WASHINGTON – The Federal Reserve expressed concern Wednesday that the persistent viral outbreak will be a drag on the economy and on hiring in the coming months and said it plans to keep its benchmark short-term interest rate pegged near zero to help provide support.
After its policy meeting, the Fed conceded in a statement that the coronavirus pandemic “will weigh heavily on economic activity, employment and inflation.” And, they added: “The path of the economy will depend significantly on the course of the virus” – an acknowledgement that uncertainty about when the health crisis might be solved has complicated the Fed's ability to set interest rate policy.

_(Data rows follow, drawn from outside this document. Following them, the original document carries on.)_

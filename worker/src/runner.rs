// Runs one configured source: open, run its batch, close

use common::config::SourceConfig;
use common::errors::TransferError;
use common::models::TransferDirection;
use common::transfer::{self, Connection};
use common::transport::{self, Transport};
use tracing::{info, instrument, warn};

/// Per-source outcome of one run
#[derive(Debug, Clone, Default, PartialEq, Eq)]
pub struct SourceReport {
    pub succeeded: usize,
    pub failed: usize,
}

/// Run `source` with the transport its protocol calls for
pub fn run_source(source: &SourceConfig) -> Result<SourceReport, TransferError> {
    let transport =
        transport::for_protocol(source.protocol, source.connection.passive_mode);
    run_source_with(source, transport)
}

#[instrument(skip(source, transport), fields(source = %source.name, direction = source.direction.as_str()))]
pub fn run_source_with(
    source: &SourceConfig,
    transport: Box<dyn Transport>,
) -> Result<SourceReport, TransferError> {
    let config = source.connection.clone();

    match source.direction {
        TransferDirection::Get => Connection::open_scoped(config, transport, |connection| {
            let result = connection.get_files(|local_path, attributes, error| match error {
                None => info!(
                    local_path = ?local_path,
                    mtime = ?attributes.mtime(),
                    "Collected file"
                ),
                Some(e) => warn!(kind = %e.kind, error = %e, "File not collected"),
            })?;
            Ok(SourceReport {
                succeeded: result.collected,
                failed: result.failed,
            })
        }),
        TransferDirection::Put => Connection::open_scoped(config, transport, |connection| {
            let mut report = SourceReport::default();
            connection.put_files(|local_path, error| match error {
                None => {
                    report.succeeded += 1;
                    info!(local_path = ?local_path, "Put file");
                }
                Some(e) => {
                    report.failed += 1;
                    warn!(kind = %e.kind, error = %e, "File not put");
                }
            })?;
            Ok(report)
        }),
        TransferDirection::Test => match transfer::test_connection(config, transport) {
            None => Ok(SourceReport {
                succeeded: 1,
                failed: 0,
            }),
            Some(error) => Err(error),
        },
    }
}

It's an observation that Chair Jerome Powell has made, in one way or another, for months as most states have succeeded only fitfully in controlling the virus and the ability of businesses to stay open. And it suggested that Powell and the Fed envision a prolonged recovery whose outcome will depend at least as much on the path of the virus as on the actions the Fed might take.
“A full recovery,” Powell said at a news conference, “is unlikely until people are confident that it is safe to engage in a broad range of activities.” In the meantime, he said, “We are committed to using our full range of tools to support the economy.”
The Fed announced no new policies in its statement. It said it will also continue to buy about $120 billion in Treasury and mortgage bonds each month, which are intended to inject cash into financial markets and spur borrowing and spending.